A full repeal of Prohibition came less than a year later with the ratification of the Twenty-first Amendment.īoth breweries prospered through the Second World War and in the years immediately after. One minute past midnight on April 7, 1933, actress Jean Harlow smashed a bottle over an Eastside delivery truck to mark the legalization of 3.2% ABV beer. Maier would not regain control of his business from a court-appointed receiver until 1940, seven years after Prohibition ended.įor Maier's rival, the end of Prohibition was a happier time. Maier denied knowledge of the illicit brew, but authorities seized the brewing equipment and bottling plant. Prohibition officers arrested Maier's sales manager and one of his employees. On March 30, 1932, federal agents raided the Maier Brewery and discovered what they called "unshakeable evidence" that the facility had been producing full strength, 4% ABV beer. Some breweries supplemented their legal activities with illicit brewing. Like many American breweries, they survived the dry spell by producing soft drinks and "near beer"-beer that squeaked under the 0.5% alcohol by volume (ABV) limit imposed by the Volstead Act. Maier and Eastside both struggled during Prohibition.

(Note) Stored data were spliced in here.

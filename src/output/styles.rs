//! Style constants and clap help styling configuration.

use anstyle::{AnsiColor, Effects, Style};

/// Green: success messages.
pub(crate) const SUCCESS: Style =
    Style::new().fg_color(Some(anstyle::Color::Ansi(AnsiColor::Green)));

/// Red: fatal diagnostics.
pub(crate) const ERROR: Style = Style::new().fg_color(Some(anstyle::Color::Ansi(AnsiColor::Red)));

/// Yellow: warnings that never change the exit status.
pub(crate) const WARNING: Style =
    Style::new().fg_color(Some(anstyle::Color::Ansi(AnsiColor::Yellow)));

/// Custom clap styles for help output, matching the diagnostic palette.
pub fn clap_styles() -> clap::builder::Styles {
    clap::builder::Styles::styled()
        .header(
            Style::new()
                .fg_color(Some(anstyle::Color::Ansi(AnsiColor::Green)))
                .effects(Effects::BOLD),
        )
        .usage(
            Style::new()
                .fg_color(Some(anstyle::Color::Ansi(AnsiColor::Green)))
                .effects(Effects::BOLD),
        )
        .literal(Style::new().effects(Effects::BOLD))
        .placeholder(Style::new().effects(Effects::DIMMED))
        .error(ERROR.effects(Effects::BOLD))
}
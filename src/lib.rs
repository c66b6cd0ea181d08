/*!
 * # treeshift
 *
 * Reversible move steps and register-backed cut/paste for tree-shaped
 * documents addressed through a flat integer position space.
 *
 * - [`doc`]: the token-stream document model, slices with open depth
 *   metadata, and the [`DocAccess`](doc::DocAccess) capability the edit
 *   core is written against.
 * - [`editing`]: [`MoveStep`](editing::MoveStep) and its inverse,
 *   position maps for rebasing, the step codec registry, transactions,
 *   and the cut/paste register flow.
 */

pub mod doc;
pub mod editing;

pub use doc::{Doc, DocAccess, DocError, Schema, Slice};
pub use editing::{
    Bias, InvertedMoveStep, Mappable, Mapping, MoveStep, Step, StepError, StepMap, StepRegistry,
    Transaction,
};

As the image above shows, the concoction-actually just simple beer with the addition of honey-was advertised as a "liquid food" for the treatment of various ailments, from insomnia to "old age" to "expectant motherhood."

#CALIFORNIA BREWERIES WITH BIG TREE MARK SERIES#

Maier Brewing Company, meanwhile, introduced a pseudo-medicinal Select Malt Tonic "rich in the elements that feed the tissues, restore nerve health, and make rich red blood." Autry National Center NHRPC Processing Archivist Holly Rose Larson recently discovered a series of advertisements for the brew in the papers of Charles Fletcher Lummis at the Braun Research Library.

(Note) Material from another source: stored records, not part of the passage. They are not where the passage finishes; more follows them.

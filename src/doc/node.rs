use serde::{Deserialize, Serialize};

use super::DocError;

/// Attributes carried on a structural node's opening boundary.
///
/// Only register entries use these today: they record the open depths of
/// the fragment stored in the entry so a later paste can reproduce the
/// original slice exactly.
#[derive(Debug, Clone, Copy, PartialEq, Eq, Default, Serialize, Deserialize)]
#[serde(rename_all = "camelCase")]
pub struct Attrs {
    #[serde(default)]
    pub open_start: usize,
    #[serde(default)]
    pub open_end: usize,
}

impl Attrs {
    pub fn is_default(&self) -> bool {
        *self == Self::default()
    }
}

/// One unit of the document's flat position space.
///
/// A document is a balanced token sequence; token `i` occupies positions
/// `[i, i+1)`, so the document size equals the token count and a node with
/// `n` characters of text contributes `n + 2` positions.
#[derive(Debug, Clone, PartialEq, Eq)]
pub enum Token {
    /// Opening boundary of a structural node.
    Open { kind: String, attrs: Attrs },
    /// Closing boundary of a structural node.
    Close { kind: String },
    /// A single character of inline text.
    Text { ch: char },
}

impl Token {
    pub fn open(kind: impl Into<String>) -> Self {
        Token::Open {
            kind: kind.into(),
            attrs: Attrs::default(),
        }
    }

    pub fn close(kind: impl Into<String>) -> Self {
        Token::Close { kind: kind.into() }
    }
}

/// Tree view of document content, used for construction, assertions and
/// the wire form of slices. Converts losslessly to and from tokens.
#[derive(Debug, Clone, PartialEq, Eq, Serialize, Deserialize)]
#[serde(untagged)]
pub enum Node {
    /// An inline text run. Serializes as a bare JSON string.
    Text(String),
    /// A structural node with child content.
    Elem {
        kind: String,
        #[serde(default, skip_serializing_if = "Attrs::is_default")]
        attrs: Attrs,
        #[serde(default)]
        children: Vec<Node>,
    },
}

impl Node {
    pub fn text(text: impl Into<String>) -> Self {
        Node::Text(text.into())
    }

    pub fn elem(kind: impl Into<String>, children: Vec<Node>) -> Self {
        Node::Elem {
            kind: kind.into(),
            attrs: Attrs::default(),
            children,
        }
    }

    pub fn elem_with_attrs(kind: impl Into<String>, attrs: Attrs, children: Vec<Node>) -> Self {
        Node::Elem {
            kind: kind.into(),
            attrs,
            children,
        }
    }

    /// The number of flat positions this node spans: character count for
    /// text, content size plus the two boundaries for elements.
    pub fn size(&self) -> usize {
        match self {
            Node::Text(text) => text.chars().count(),
            Node::Elem { children, .. } => {
                2 + children.iter().map(Node::size).sum::<usize>()
            }
        }
    }

    /// Append this node's token form to `out`.
    pub(crate) fn flatten_into(&self, out: &mut Vec<Token>) {
        match self {
            Node::Text(text) => out.extend(text.chars().map(|ch| Token::Text { ch })),
            Node::Elem {
                kind,
                attrs,
                children,
            } => {
                out.push(Token::Open {
                    kind: kind.clone(),
                    attrs: *attrs,
                });
                for child in children {
                    child.flatten_into(out);
                }
                out.push(Token::Close { kind: kind.clone() });
            }
        }
    }
}

/// Flatten a node list into its token form.
pub(crate) fn flatten(nodes: &[Node]) -> Vec<Token> {
    let mut out = Vec::new();
    for node in nodes {
        node.flatten_into(&mut out);
    }
    out
}

/// Rebuild the tree view of a balanced token run. Adjacent text tokens
/// merge into a single text node.
pub(crate) fn parse_nodes(tokens: &[Token]) -> Result<Vec<Node>, DocError> {
    struct Frame {
        kind: String,
        attrs: Attrs,
        children: Vec<Node>,
    }

    let mut stack: Vec<Frame> = Vec::new();
    let mut top: Vec<Node> = Vec::new();
    let mut text = String::new();

    fn flush(text: &mut String, out: &mut Vec<Node>) {
        if !text.is_empty() {
            out.push(Node::Text(std::mem::take(text)));
        }
    }

    for (at, token) in tokens.iter().enumerate() {
        match token {
            Token::Text { ch } => text.push(*ch),
            Token::Open { kind, attrs } => {
                flush(&mut text, stack.last_mut().map_or(&mut top, |f| &mut f.children));
                stack.push(Frame {
                    kind: kind.clone(),
                    attrs: *attrs,
                    children: Vec::new(),
                });
            }
            Token::Close { kind } => {
                flush(&mut text, stack.last_mut().map_or(&mut top, |f| &mut f.children));
                let frame = stack.pop().ok_or(DocError::Unbalanced { at })?;
                if frame.kind != *kind {
                    return Err(DocError::Unbalanced { at });
                }
                let node = Node::Elem {
                    kind: frame.kind,
                    attrs: frame.attrs,
                    children: frame.children,
                };
                stack.last_mut().map_or(&mut top, |f| &mut f.children).push(node);
            }
        }
    }

    if !stack.is_empty() {
        return Err(DocError::Unbalanced { at: tokens.len() });
    }
    flush(&mut text, &mut top);
    Ok(top)
}
use crate::doc::{Attrs, ChildNode, Doc, DocAccess, DocError, NodeSpec, Schema, Slice};

use super::map::Bias;
use super::steps::{MoveStep, Step, StepError};
use super::transaction::Transaction;

/// Kind of the trailing container holding register entries.
pub const REGISTER_SLOT: &str = "register_slot";
/// Entry kind for block-level content.
pub const REGISTER_BLOCK: &str = "register_block";
/// Entry kind for inline content.
pub const REGISTER_INLINE: &str = "register_inline";

/// Failures in the register cut/paste flow.
#[derive(Debug, thiserror::Error)]
pub enum RegisterError {
    #[error("Document has no trailing register slot")]
    MissingSlot,
    #[error(transparent)]
    Step(#[from] StepError),
    #[error(transparent)]
    Doc(#[from] DocError),
}

/// Extend a schema with the register node kinds.
///
/// The rule that a conforming document keeps a `register_slot` as its
/// last structural child belongs to the host's validation layer; the
/// helpers below check for the slot at use time.
pub fn with_registers(schema: &Schema) -> Schema {
    let mut extended = schema.clone();
    extended.add(NodeSpec::block(REGISTER_SLOT));
    extended.add(NodeSpec::block(REGISTER_BLOCK));
    extended.add(NodeSpec::block(REGISTER_INLINE));
    extended
}

/// Cut `from..to` into a fresh register entry.
///
/// Appends an empty entry of the inline or block kind at the end of the
/// register slot, recording the selection's open depths as the entry's
/// attributes, then moves the selection into it. Serializing the cut
/// content for the system clipboard stays with the host.
pub fn handle_cut(doc: &Doc, from: usize, to: usize) -> Result<Transaction<Doc>, RegisterError> {
    let slice = doc.slice(from, to)?;
    let slot = register_slot(doc)?;

    let kind = if slice.has_inline_content(doc.schema()) {
        REGISTER_INLINE
    } else {
        REGISTER_BLOCK
    };
    let entry = Slice::node(
        kind,
        Attrs {
            open_start: slice.open_start(),
            open_end: slice.open_end(),
        },
    );

    // end of the slot's content, just before its closing boundary
    let entry_pos = slot.start + slot.size - 1;
    let mut tr = Transaction::new(doc.clone());
    tr.replace(entry_pos, entry_pos, &entry)?;
    tr.step(Step::Move(MoveStep::new(from, to, entry_pos + 1)?))?;
    Ok(tr)
}

/// Paste `slice` at `dest` by moving matching register content.
///
/// Searches the slot for an entry whose stored content and open depths
/// match the incoming slice exactly. On a hit, the entry's inner content
/// (between the coercion wrappers, which reproduces the original open
/// fragment) is moved to `dest` and the emptied entry is removed. `None`
/// means no entry matched and the host should fall back to a plain
/// structural insert.
pub fn handle_paste(
    doc: &Doc,
    slice: &Slice,
    dest: usize,
) -> Result<Option<Transaction<Doc>>, RegisterError> {
    let slot = register_slot(doc)?;
    let Some(entry) = find_matching_register(doc, &slot, slice) else {
        return Ok(None);
    };

    let open_start = entry.attrs.open_start;
    let open_end = entry.attrs.open_end;
    let from = entry.start + 1 + open_start;
    let to = entry.start + entry.size - 1 - open_end;

    let mut tr = Transaction::new(doc.clone());
    tr.step(Step::Move(MoveStep::new(from, to, dest)?))?;

    // the entry now holds only its coercion wrappers; drop it whole
    let entry_pos = tr.mapping().map(entry.start, Bias::End);
    let leftover = 2 + open_start + open_end;
    tr.replace(entry_pos, entry_pos + leftover, &Slice::empty())?;
    Ok(Some(tr))
}

/// The trailing register slot, required to close the document.
fn register_slot(doc: &Doc) -> Result<ChildNode, RegisterError> {
    let slot = doc.last_child().ok_or(RegisterError::MissingSlot)?;
    if slot.kind != REGISTER_SLOT || slot.start + slot.size != doc.size() {
        return Err(RegisterError::MissingSlot);
    }
    Ok(slot)
}

/// Find a register entry whose content and open depths match `slice`.
fn find_matching_register(doc: &Doc, slot: &ChildNode, slice: &Slice) -> Option<ChildNode> {
    doc.children_in(slot.start + 1, slot.start + slot.size - 1)
        .into_iter()
        .find(|entry| {
            entry.attrs.open_start == slice.open_start()
                && entry.attrs.open_end == slice.open_end()
                && doc.tokens()[entry.start + 1..entry.start + entry.size - 1] == *slice.content()
        })
}

#[cfg(test)]
mod tests {
    use super::*;
    use crate::doc::Node;
    use pretty_assertions::assert_eq;

    fn p(text: &str) -> Node {
        Node::elem("paragraph", vec![Node::text(text)])
    }

    fn slot(entries: Vec<Node>) -> Node {
        Node::elem(REGISTER_SLOT, entries)
    }

    fn doc_with_slot(mut content: Vec<Node>, entries: Vec<Node>) -> Doc {
        content.push(slot(entries));
        Doc::new(with_registers(&Schema::basic()), content).unwrap()
    }

    #[test]
    fn test_with_registers_adds_the_three_kinds() {
        let schema = with_registers(&Schema::basic());

        assert!(schema.contains(REGISTER_SLOT));
        assert!(schema.contains(REGISTER_BLOCK));
        assert!(schema.contains(REGISTER_INLINE));
        assert!(schema.contains("paragraph"));
    }

    #[test]
    fn test_cut_moves_inline_selection_into_a_fresh_entry() {
        let doc = doc_with_slot(vec![p("hello world")], vec![]);

        // cut "hello": positions 1..6 inside the paragraph
        let tr = handle_cut(&doc, 1, 6).unwrap();

        assert_eq!(
            tr.doc().nodes(),
            vec![
                p(" world"),
                slot(vec![Node::elem(REGISTER_INLINE, vec![Node::text("hello")])]),
            ]
        );
    }

    #[test]
    fn test_cut_of_open_selection_records_depths_on_the_entry() {
        let doc = doc_with_slot(vec![p("1234567890"), p("abcdefghij")], vec![]);

        // positions 10..14 span the paragraph boundary
        let tr = handle_cut(&doc, 10, 14).unwrap();
        let slot_node = tr.doc().last_child().unwrap();
        let entries = tr
            .doc()
            .children_in(slot_node.start + 1, slot_node.start + slot_node.size - 1);

        assert_eq!(entries.len(), 1);
        assert_eq!(entries[0].kind, REGISTER_BLOCK);
        assert_eq!(entries[0].attrs.open_start, 1);
        assert_eq!(entries[0].attrs.open_end, 1);
        assert_eq!(tr.doc().nodes()[0], p("123456789bcdefghij"));
    }

    #[test]
    fn test_cut_without_slot_is_refused() {
        let doc = Doc::new(with_registers(&Schema::basic()), vec![p("hello")]).unwrap();

        assert!(matches!(
            handle_cut(&doc, 1, 3),
            Err(RegisterError::MissingSlot)
        ));
    }

    #[test]
    fn test_paste_moves_matching_content_and_drops_the_entry() {
        let doc = doc_with_slot(vec![p("hello world")], vec![]);
        let cut = handle_cut(&doc, 1, 6).unwrap();
        let after_cut = cut.into_doc();

        let slice = Slice::new(vec![Node::text("hello")], 0, 0).unwrap();
        // paste at the end of " world", position 7 inside the paragraph
        let tr = handle_paste(&after_cut, &slice, 7).unwrap().unwrap();

        assert_eq!(
            tr.doc().nodes(),
            vec![p(" worldhello"), slot(vec![])]
        );
    }

    #[test]
    fn test_paste_without_match_falls_back() {
        let doc = doc_with_slot(vec![p("hello world")], vec![]);
        let slice = Slice::new(vec![Node::text("nothing")], 0, 0).unwrap();

        assert!(handle_paste(&doc, &slice, 1).unwrap().is_none());
    }

    #[test]
    fn test_paste_requires_matching_open_depths() {
        let doc = doc_with_slot(vec![p("1234567890"), p("abcdefghij")], vec![]);
        let after_cut = handle_cut(&doc, 10, 14).unwrap().into_doc();

        // same closed content, but self-contained instead of open
        let closed = Slice::new(vec![p("0"), p("a")], 0, 0).unwrap();
        assert!(handle_paste(&after_cut, &closed, 1).unwrap().is_none());

        // the open form matches and pastes back across a boundary
        let open = Slice::new(vec![p("0"), p("a")], 1, 1).unwrap();
        let tr = handle_paste(&after_cut, &open, 10).unwrap().unwrap();
        assert_eq!(
            tr.doc().nodes(),
            vec![p("1234567890"), p("abcdefghij"), slot(vec![])]
        );
    }
}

california breweries with big tree mark

MS.1 Charles Fletcher Lummis Papers, 1888-1928 Braun Research Library Collection. At first, the brewery's walls surrounded the expansive tree, but in the 1890s good business spelled a bad fate for El Aliso, which was felled and sold for lumber to make room for an expanded brewery facility. It was one of the city's most historic locations for hundreds of years, Tongva (Gabrieleño) tribal leaders gathered under the shade of an ancient sycamore tree-later dubbed El Aliso by L.A.'s first Spanish settlers-that came to be the center of the Indian village of Yangna. One of L.A.'s first breweries, the Philadelphia Brew House, opened in 1874 near the present-day site of Union Station. brewers concentrated on one style of lager-these new breweries have tapped into long-dormant tradition of Los Angeles beer brewing. Though their focus is different-microbrewers typically hand-craft a wide range of ales and lagers, while the early L.A.

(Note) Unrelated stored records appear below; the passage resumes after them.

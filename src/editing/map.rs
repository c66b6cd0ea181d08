use serde::{Deserialize, Serialize};

/// Which side of a replaced span a mapped position resolves to.
#[derive(Debug, Clone, Copy, PartialEq, Eq, Default)]
pub enum Bias {
    /// Resolve to the boundary before the replacement.
    Start,
    /// Resolve to the boundary after the replacement.
    #[default]
    End,
}

/// Outcome of mapping one position.
#[derive(Debug, Clone, Copy, PartialEq, Eq)]
pub struct MapResult {
    pub pos: usize,
    /// Whether the position sat strictly inside a removed span.
    pub deleted: bool,
}

/// One edited span: `len` positions starting at `start` (pre-edit
/// coordinates) were replaced by `inserted` positions.
#[derive(Debug, Clone, Copy, PartialEq, Eq, Serialize, Deserialize)]
pub struct MapRange {
    pub start: usize,
    pub len: usize,
    pub inserted: usize,
}

/// Ordered, non-overlapping description of how a single edit transforms
/// old positions into new ones.
///
/// Segments are kept in ascending anchor order regardless of the order
/// the edit touched them in, so a backward move and a forward move encode
/// their two spans the same way.
#[derive(Debug, Clone, PartialEq, Eq, Default, Serialize, Deserialize)]
pub struct StepMap {
    ranges: Vec<MapRange>,
}

/// Anything positions can be mapped through: a single [`StepMap`] or a
/// whole [`Mapping`].
pub trait Mappable {
    fn map_result(&self, pos: usize, bias: Bias) -> MapResult;

    fn map(&self, pos: usize, bias: Bias) -> usize {
        self.map_result(pos, bias).pos
    }
}

impl StepMap {
    /// Build a map from edit segments, sorting them into ascending anchor
    /// order. Segments must not overlap.
    pub fn new(mut ranges: Vec<MapRange>) -> Self {
        ranges.sort_by_key(|range| range.start);
        debug_assert!(
            ranges
                .windows(2)
                .all(|pair| pair[0].start + pair[0].len <= pair[1].start),
            "step map segments overlap"
        );
        Self { ranges }
    }

    pub fn ranges(&self) -> &[MapRange] {
        &self.ranges
    }

    /// Map a position through this edit.
    ///
    /// A pure fold over the segments: positions before a segment are
    /// untouched, positions inside a removed span resolve to the
    /// replacement boundary picked by `bias`, positions past a segment
    /// accumulate its net length delta.
    pub fn map_result(&self, pos: usize, bias: Bias) -> MapResult {
        let mut diff: isize = 0;
        for range in &self.ranges {
            if range.start > pos {
                break;
            }
            let end = range.start + range.len;
            if pos <= end {
                let side = if range.len == 0 {
                    bias
                } else if pos == range.start {
                    Bias::Start
                } else if pos == end {
                    Bias::End
                } else {
                    bias
                };
                let base = range.start as isize + diff;
                let mapped = match side {
                    Bias::Start => base,
                    Bias::End => base + range.inserted as isize,
                };
                return MapResult {
                    pos: mapped as usize,
                    deleted: pos > range.start && pos < end,
                };
            }
            diff += range.inserted as isize - range.len as isize;
        }
        MapResult {
            pos: (pos as isize + diff) as usize,
            deleted: false,
        }
    }

    pub fn map(&self, pos: usize, bias: Bias) -> usize {
        self.map_result(pos, bias).pos
    }
}

impl Mappable for StepMap {
    fn map_result(&self, pos: usize, bias: Bias) -> MapResult {
        StepMap::map_result(self, pos, bias)
    }
}

/// An ordered sequence of step maps, applied left to right.
///
/// This is the cumulative map a transaction exposes so pending positions
/// and steps can be rebased over everything applied before them.
#[derive(Debug, Clone, Default)]
pub struct Mapping {
    maps: Vec<StepMap>,
}

impl Mapping {
    pub fn new() -> Self {
        Self::default()
    }

    pub fn push(&mut self, map: StepMap) {
        self.maps.push(map);
    }

    pub fn maps(&self) -> &[StepMap] {
        &self.maps
    }

    pub fn map_result(&self, pos: usize, bias: Bias) -> MapResult {
        let mut result = MapResult { pos, deleted: false };
        for map in &self.maps {
            let step = map.map_result(result.pos, bias);
            result = MapResult {
                pos: step.pos,
                deleted: result.deleted || step.deleted,
            };
        }
        result
    }

    pub fn map(&self, pos: usize, bias: Bias) -> usize {
        self.map_result(pos, bias).pos
    }
}

impl Mappable for Mapping {
    fn map_result(&self, pos: usize, bias: Bias) -> MapResult {
        Mapping::map_result(self, pos, bias)
    }
}
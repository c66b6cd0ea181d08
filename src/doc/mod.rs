/*!
 * # Document Model
 *
 * The tree-shaped document the edit core operates on, addressed through a
 * flat integer position space.
 *
 * A document is stored as a balanced sequence of [`Token`]s: an opening
 * boundary, a closing boundary, or one character of text. Token `i`
 * occupies positions `[i, i + 1)`, so position 0 is the document start,
 * the maximum position equals the document size, and a node with `n`
 * characters of text contributes `n + 2` positions. The tree view
 * ([`Node`]) converts losslessly to and from this token form.
 *
 * The edit core consumes documents only through the [`DocAccess`]
 * capability: range-slice extraction (producing a [`Slice`] with open
 * depth metadata) and range replacement (producing a new document plus
 * the [`StepMap`](crate::editing::StepMap) for the change). [`Doc`] is
 * the reference implementation; a host with its own document type
 * implements the same trait. Documents are immutable values, so holders
 * of earlier versions are never invalidated by later edits.
 *
 * Structural well-formedness here means balanced, kind-matched
 * boundaries. Which node kinds may contain which content is the host
 * schema's concern and is not checked by this crate.
 */

mod document;
mod node;
mod schema;
mod slice;

pub use document::{ChildNode, Doc};
pub use node::{Attrs, Node, Token};
pub use schema::{NodeSpec, Schema};
pub use slice::Slice;

use crate::editing::StepMap;

/// Failures surfaced by the document model.
#[derive(Debug, thiserror::Error)]
pub enum DocError {
    #[error("Position {pos} is out of range for a document of size {size}")]
    OutOfRange { pos: usize, size: usize },
    #[error("Invalid range: {from} must not exceed {to}")]
    InvalidRange { from: usize, to: usize },
    #[error("Unknown node kind: {0}")]
    UnknownKind(String),
    #[error("Unbalanced structural boundary at position {at}")]
    Unbalanced { at: usize },
    #[error("Replacing {from}..{to} would break the surrounding structure")]
    CannotReplace { from: usize, to: usize },
    #[error("Open depths {open_start}/{open_end} exceed the fragment's nesting")]
    InvalidSlice { open_start: usize, open_end: usize },
}

/// Result of a range replacement: the new document plus the position map
/// for the change.
#[derive(Debug, Clone)]
pub struct Replaced<D> {
    pub doc: D,
    pub map: StepMap,
}

/// The document capability the edit core is written against.
///
/// All operations are pure: a failed call returns an error and leaves the
/// receiver untouched, a successful `replace` returns a fresh document.
pub trait DocAccess: Sized {
    /// Total number of flat positions in the document.
    fn size(&self) -> usize;

    /// Extract the content between two positions, recording how many
    /// structural levels the extraction cut through at each edge.
    fn slice(&self, from: usize, to: usize) -> Result<Slice, DocError>;

    /// Replace `from..to` with `slice`, coercing open fragments into
    /// self-contained form when the surrounding depth does not match.
    fn replace(&self, from: usize, to: usize, slice: &Slice) -> Result<Replaced<Self>, DocError>;
}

california breweries with big tree mark

Since then, two more- Nibble Bit Tabby and Angel City-have begun concocting new mixtures of barley, hops, water, and yeast inside the City of Los Angeles, joining a growing cohort of Southland craft brewers. In 2009, Eagle Rock Brewery became the first brewery in years to open within L.A. Before intense competition led to their decline, L.A's own Eastside Lager and Brew 102 battled in local and regional markets with such national brands as Budweiser, Schlitz, and Miller. Like many American cities in the mid-twentieth century, Los Angeles once hosted its own regional breweries that supplied the city and its environs with light, affordable American pale lager. Courtesy of the California Historical Society Collection, USC Libraries. Men lift their glasses of beer in a toast, circa 1920s.